I want the thought of me

to coil around your body like a serpent of fire...

I want the nostalgia of my presence to paralyse you.

 

A passion reciprocal is offered here amid "sleepless nights", a legacy wherein a "haze" of "desires" stretches through time until death.

In the 14th century the poet laureate at Rome Francesco Petrarca, famous for his poems addressed to Laura, an idealised beloved, bequested a sum of money to astronomer and horologist Giovanni de Dondi to be exchanged for a ring - a simple O ring - "to be worn by him in my memory." This image, a simple O was used as a mnemonic device following Petrach's death, to teach the alphabet in a book about memory Giovambattista Della Porta's The Art of Memory.

One is put in mind of another 'O', and the rings worn by the protagonists in Story of O, particularly that which is worn by O herself in order that memories of 'Roissy' might sustain her paralysis of subservience. Indeed, Dominique Aury (1907-1998) who hid behind the pseudonym Pauline Reage for forty years, created in Histoire d'O another simple 'O' which has become a bequest, a simple (and as it turned out, single) gift which after 50 years still weaves its own haze of desires, and might even be blamed for many of our "sleepless nights", our "desiring the impossible".

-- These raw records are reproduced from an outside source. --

//! Measure the time between two delimiter markers.

use log::{debug, info};
use serde::{Deserialize, Serialize};

use super::markers::{get_delimiter_markers, DelimiterMarker};
use super::pattern::MarkerPattern;
use super::DelimiterError;
use crate::model::Profile;

/// Selection rules for a pattern-based measurement
#[derive(Debug, Clone, Default, PartialEq, Serialize, Deserialize)]
pub struct MeasureOptions {
    pub start_pattern: String,
    pub end_pattern: String,
    /// Ignore start candidates before this time (ms)
    pub start_after_ms: Option<f64>,
    /// Ignore end candidates after this time (ms)
    pub end_before_ms: Option<f64>,
    pub start_min_duration_ms: f64,
    pub end_min_duration_ms: f64,
    /// Use the last matching end marker instead of the first
    pub find_last: bool,
    /// Only consider delimiter markers of this category
    pub category_filter: Option<String>,
}

impl MeasureOptions {
    pub fn new(start_pattern: impl Into<String>, end_pattern: impl Into<String>) -> Self {
        Self {
            start_pattern: start_pattern.into(),
            end_pattern: end_pattern.into(),
            ..Self::default()
        }
    }
}

/// Time between a start and an end marker
#[derive(Debug, Clone, PartialEq, Serialize, Deserialize)]
pub struct OperationMeasurement {
    pub start_marker: DelimiterMarker,
    pub end_marker: DelimiterMarker,
    /// End marker start time minus start marker start time
    pub duration_ms: f64,
}

impl OperationMeasurement {
    fn between(start_marker: DelimiterMarker, end_marker: DelimiterMarker) -> Self {
        let duration_ms = end_marker.marker.start_time - start_marker.marker.start_time;
        Self {
            start_marker,
            end_marker,
            duration_ms,
        }
    }
}

/// Measure between the first start match and the following end match
///
/// **Public** - shortcut for [`measure_operation_advanced`] with default options
pub fn measure_operation(
    profile: &Profile,
    start_pattern: &str,
    end_pattern: &str,
) -> Result<OperationMeasurement, DelimiterError> {
    measure_operation_advanced(profile, &MeasureOptions::new(start_pattern, end_pattern))
}

/// Measure an operation delimited by two marker patterns
///
/// The start marker is the first delimiter marker at or after
/// `start_after_ms`, at least `start_min_duration_ms` long, that matches the
/// start pattern. End candidates come strictly after the start marker in
/// sorted order, no later than `end_before_ms` and at least
/// `end_min_duration_ms` long.
///
/// # Errors
/// * `DelimiterError::NoDelimiterMarkers` - Profile has no eligible markers
/// * `DelimiterError::InvalidPattern` - A pattern has an empty type
/// * `DelimiterError::StartNotFound` / `EndNotFound` - No marker matched
pub fn measure_operation_advanced(
    profile: &Profile,
    opts: &MeasureOptions,
) -> Result<OperationMeasurement, DelimiterError> {
    let markers = get_delimiter_markers(profile, opts.category_filter.as_deref());
    if markers.is_empty() {
        return Err(DelimiterError::NoDelimiterMarkers);
    }

    let start_pattern = MarkerPattern::parse(&opts.start_pattern)?;
    let end_pattern = MarkerPattern::parse(&opts.end_pattern)?;

    debug!(
        "Measuring '{}' -> '{}' over {} delimiter markers",
        opts.start_pattern,
        opts.end_pattern,
        markers.len()
    );

    let start_pos = markers
        .iter()
        .position(|m| {
            opts.start_after_ms.map_or(true, |t| m.marker.start_time >= t)
                && m.marker.duration >= opts.start_min_duration_ms
                && start_pattern.matches(&m.marker)
        })
        .ok_or_else(|| DelimiterError::StartNotFound(opts.start_pattern.clone()))?;

    let mut end_candidates = markers[start_pos + 1..].iter().filter(|m| {
        opts.end_before_ms.map_or(true, |t| m.marker.start_time <= t)
            && m.marker.duration >= opts.end_min_duration_ms
            && end_pattern.matches(&m.marker)
    });
    let end_match = if opts.find_last {
        end_candidates.last()
    } else {
        end_candidates.next()
    };
    let end_marker =
        end_match.ok_or_else(|| DelimiterError::EndNotFound(opts.end_pattern.clone()))?;

    let measurement = OperationMeasurement::between(markers[start_pos].clone(), end_marker.clone());
    info!(
        "Measured {:.1}ms between markers #{} and #{}",
        measurement.duration_ms, measurement.start_marker.index, measurement.end_marker.index
    );
    Ok(measurement)
}

/// Measure between two markers of the delimiter list by index
///
/// # Errors
/// * `DelimiterError::NoDelimiterMarkers` - Profile has no eligible markers
/// * `DelimiterError::IndexOutOfRange` - An index is past the end of the list
/// * `DelimiterError::InvalidRange` - `end_index` is not after `start_index`
pub fn measure_by_index(
    profile: &Profile,
    category_filter: Option<&str>,
    start_index: usize,
    end_index: usize,
) -> Result<OperationMeasurement, DelimiterError> {
    let markers = get_delimiter_markers(profile, category_filter);
    if markers.is_empty() {
        return Err(DelimiterError::NoDelimiterMarkers);
    }

    for index in [start_index, end_index] {
        if index >= markers.len() {
            return Err(DelimiterError::IndexOutOfRange {
                index,
                len: markers.len(),
            });
        }
    }
    if end_index <= start_index {
        return Err(DelimiterError::InvalidRange {
            start: start_index,
            end: end_index,
        });
    }

    Ok(OperationMeasurement::between(
        markers[start_index].clone(),
        markers[end_index].clone(),
    ))
}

Histoire d'O (Story of O) relates the tale of a young Parisian fashion photographer, called O, and her wilful debasement at the hands of her lover Rene and the members of a clandestine society dedicated to the pleasures of sadomasochism. O is taken by Rene to a chateau 'Roissy' on the edge of Paris where she is systematically turned into a slave through sexual assaults, regular whippings, and long hours in solitude. Once back in Paris O is 'given' to an Englishman Sir Stephen who has her whipped, branded and pierced. Finally in one of two alternative endings, O chooses death and her demise is granted.

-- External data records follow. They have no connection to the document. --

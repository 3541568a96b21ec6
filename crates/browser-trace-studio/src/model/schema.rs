//! Normalized trace data model.
//!
//! The layout follows the Firefox processed profile: each thread owns a set of
//! columnar tables that reference one another by index. To find the function
//! name of a sample:
//!
//! ```text
//! samples.stack[i] -> stackTable.frame[s] -> frameTable.func[f]
//!                  -> funcTable.name[n]   -> stringArray[name]
//! ```
//!
//! Indices are thread-local. Chrome exports converted by the loader use `-1`
//! for "no value", so every index column is signed and every lookup is
//! fallible. Columns default to empty so partial profiles still deserialize.

use serde::{Deserialize, Serialize};
use serde_json::Value;
use std::fmt;

use crate::utils::config::DEFAULT_SAMPLING_INTERVAL_MS;

/// Index into one of a thread's tables. Negative values mean "unknown".
pub type TableIndex = i64;

/// One captured performance trace
#[derive(Debug, Clone, Default, Deserialize)]
#[serde(rename_all = "camelCase", default)]
pub struct Profile {
    /// Profile-wide metadata
    pub meta: ProfileMeta,

    /// All threads, flattened across processes
    pub threads: Vec<Thread>,

    /// Tables shared by every thread (newer Firefox exports)
    pub shared: SharedTables,
}

/// Profile-wide metadata
#[derive(Debug, Clone, Deserialize)]
#[serde(rename_all = "camelCase", default)]
pub struct ProfileMeta {
    /// Sampling interval in milliseconds
    pub interval: f64,

    /// Wall-clock start of the main process (ms since epoch)
    pub start_time: f64,

    /// Start of the recorded range, relative to `start_time`
    pub profiling_start_time: Option<f64>,

    /// End of the recorded range, relative to `start_time`
    pub profiling_end_time: Option<f64>,

    /// Category table referenced by markers and frames
    pub categories: Vec<Category>,

    /// Installed extensions at capture time
    pub extensions: ExtensionTable,

    /// Browser product name, e.g. "Firefox"
    pub product: String,
}

impl Default for ProfileMeta {
    fn default() -> Self {
        Self {
            interval: DEFAULT_SAMPLING_INTERVAL_MS,
            start_time: 0.0,
            profiling_start_time: None,
            profiling_end_time: None,
            categories: Vec::new(),
            extensions: ExtensionTable::default(),
            product: String::new(),
        }
    }
}

/// Entry of the category table
#[derive(Debug, Clone, Default, PartialEq, Deserialize, Serialize)]
#[serde(default)]
pub struct Category {
    pub name: String,
    pub color: String,
}

/// Columnar table of installed extensions
#[derive(Debug, Clone, Default, Deserialize)]
#[serde(default)]
pub struct ExtensionTable {
    pub id: Vec<String>,
    pub name: Vec<String>,
    #[serde(rename = "baseURL")]
    pub base_url: Vec<String>,
}

/// Tables shared across threads
#[derive(Debug, Clone, Default, Deserialize)]
#[serde(rename_all = "camelCase", default)]
pub struct SharedTables {
    pub string_array: Vec<String>,
}

/// Process or thread identifier; numeric in most exports, a string in merged ones
#[derive(Debug, Clone, PartialEq, Eq, Deserialize, Serialize)]
#[serde(untagged)]
pub enum ProcessId {
    Number(i64),
    Text(String),
}

impl Default for ProcessId {
    fn default() -> Self {
        ProcessId::Number(0)
    }
}

impl fmt::Display for ProcessId {
    fn fmt(&self, f: &mut fmt::Formatter<'_>) -> fmt::Result {
        match self {
            ProcessId::Number(n) => write!(f, "{}", n),
            ProcessId::Text(s) => f.write_str(s),
        }
    }
}

/// One execution context with its own samples, markers and tables
#[derive(Debug, Clone, Default, Deserialize)]
#[serde(rename_all = "camelCase", default)]
pub struct Thread {
    pub name: String,
    pub process_type: String,
    pub process_name: String,
    pub pid: ProcessId,
    pub tid: ProcessId,
    pub is_main_thread: bool,
    pub func_table: FuncTable,
    pub frame_table: FrameTable,
    pub stack_table: StackTable,
    pub resource_table: ResourceTable,
    pub samples: SamplesTable,
    pub markers: RawMarkerTable,
    /// Thread-local interned strings; empty when the profile-wide array is used
    pub string_array: Vec<String>,
}

/// De-duplicated functions
#[derive(Debug, Clone, Default, Deserialize)]
#[serde(rename_all = "camelCase", default)]
pub struct FuncTable {
    pub name: Vec<TableIndex>,
    pub file_name: Vec<Option<TableIndex>>,
    pub resource: Vec<TableIndex>,
    #[serde(rename = "isJS")]
    pub is_js: Vec<bool>,
}

/// Call-site instances of functions
#[derive(Debug, Clone, Default, Deserialize)]
#[serde(default)]
pub struct FrameTable {
    pub func: Vec<TableIndex>,
    pub category: Vec<Option<TableIndex>>,
}

/// Tree of unique call stacks, encoded through the `prefix` (parent) column
#[derive(Debug, Clone, Default, Deserialize)]
#[serde(default)]
pub struct StackTable {
    pub frame: Vec<TableIndex>,
    pub prefix: Vec<Option<TableIndex>>,
    pub category: Vec<Option<TableIndex>>,
}

/// Script and library origins of functions
#[derive(Debug, Clone, Default, Deserialize)]
#[serde(default)]
pub struct ResourceTable {
    pub name: Vec<TableIndex>,
    pub lib: Vec<Option<TableIndex>>,
}

/// Periodic stack snapshots
#[derive(Debug, Clone, Default, Deserialize)]
#[serde(rename_all = "camelCase", default)]
pub struct SamplesTable {
    pub stack: Vec<Option<TableIndex>>,

    /// Absolute sample times in ms
    pub time: Vec<f64>,

    /// Delta-encoded sample times, used when `time` is absent
    pub time_deltas: Vec<f64>,

    /// CPU time consumed since the previous sample, in nanoseconds
    #[serde(rename = "threadCPUDelta")]
    pub thread_cpu_delta: Option<Vec<Option<f64>>>,
}

/// Raw marker columns as recorded by the profiler
#[derive(Debug, Clone, Default, Deserialize)]
#[serde(rename_all = "camelCase", default)]
pub struct RawMarkerTable {
    pub data: Vec<Option<Value>>,
    pub name: Vec<TableIndex>,
    pub start_time: Vec<Option<f64>>,
    pub end_time: Vec<Option<f64>>,
    pub phase: Vec<u8>,
    pub category: Vec<TableIndex>,
}

/// Marker phase as encoded in `RawMarkerTable::phase`
#[derive(Debug, Clone, Copy, PartialEq, Eq)]
pub enum MarkerPhase {
    Instant,
    Interval,
    IntervalStart,
    IntervalEnd,
}

impl MarkerPhase {
    pub fn from_code(code: u8) -> Option<Self> {
        match code {
            0 => Some(Self::Instant),
            1 => Some(Self::Interval),
            2 => Some(Self::IntervalStart),
            3 => Some(Self::IntervalEnd),
            _ => None,
        }
    }
}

Histoire d'O by Pauline Reage with a foreword by Jean Paulhan, was published in an initial edition of 600 copies by Jean-Jacques Pauvert and appeared in Paris in June 1954. Its publication caused immediate controversy. Pauline Reage, unmasked before her death in 1998, as journalist and translator Dominique Aury, claims the book was nothing more than a love letter to her lover Jean Paulhan, une entreprise de seduction, a way of keeping his interest after an affair of almost two decades. Paulhan, one of France's most respected literary figures, loved it and had suggested immediate publication. The daring nature of the novel became the talk of the French salons and cafes and there was much speculation as to the true identity of its author. In the following year Histoire d'O won the Prix des Deux Magots, a literary prize generally awarded to new and unconventional books, with a number of famous writers amongst its earlier recipients. The literary quality of Histoire d'O was confirmed and the novel's notoriety was firmly established. Despite subsequent public outrage and a police investigation involving the interrogation of the publisher Jean-Jacques Pauvert, the book continued to be published, and the identity of Pauline Reage, who, it is said, quelled further police intervention after meeting the Minister of Justice over lunch, remained a well kept secret. Molly Weatherfield has written, " 'Bestseller' hardly covers it. "Story of O" has sold millions of copies, and hasn't been out of print in more than 40 years."

O

During those forty odd years Histoire d'O has surfaced from "under the counter", been forced to run the gauntlet of the Women's Movement ( many feminist critics assumed the author a man ), and has had to face competition along the top shelf from numerous contenders for the erotica 'crown' from a plethora of 'pornography' claiming to be "in the tradition of Story of O". No other book has managed to steal that crown and Histoire d'O has not only become the SM bible (which quite possibly many SM practitioners have not actually read) but has become almost politically correct . "Such a voice," Emily Apted has written, "even as it seeks to blot itself out, stands out against the backdrop of the male canon, articulating a credo of feminine pleasure." Molly Weatherfield has said, "thanks, to Aury for showing me, and others, the way into the chateau. Or the ways -- in the first pages of the novel O enters the chateau twice, once blindfolded, once not -- take our pick, it doesn't matter. Just as it doesn't matter how we stumble in, stupidly, haphazardly, purposefully, sex-positively -- the door will open to disclose our own half-forgotten, naively imagined visions waiting there for us. Just as Aury's imagination waited for her to write this most serendipitous of masterpieces, this most inevitable of visions.'

O

Jean Paulhan inspired Histoire d'O, Aury explained, when he remarked that no woman could ever write a truly erotic novel. Aury decided to try her hand, both as a literary challenge and in the hope that it would rekindle their long-standing affair. Many maintain the book is based upon the experiences of its author. Montel asked the most obvious question of all. Had she ever experimented with any of the rituals described in the book - the whippings, brandings, sex with anonymous partners? "I would have quite liked to have tried sex with many lovers," Aury said wistfully. "But Jean was too jealous. And he, I think, would have enjoyed submitting me to the whips and chains. But I didn't care for that. And so we never did."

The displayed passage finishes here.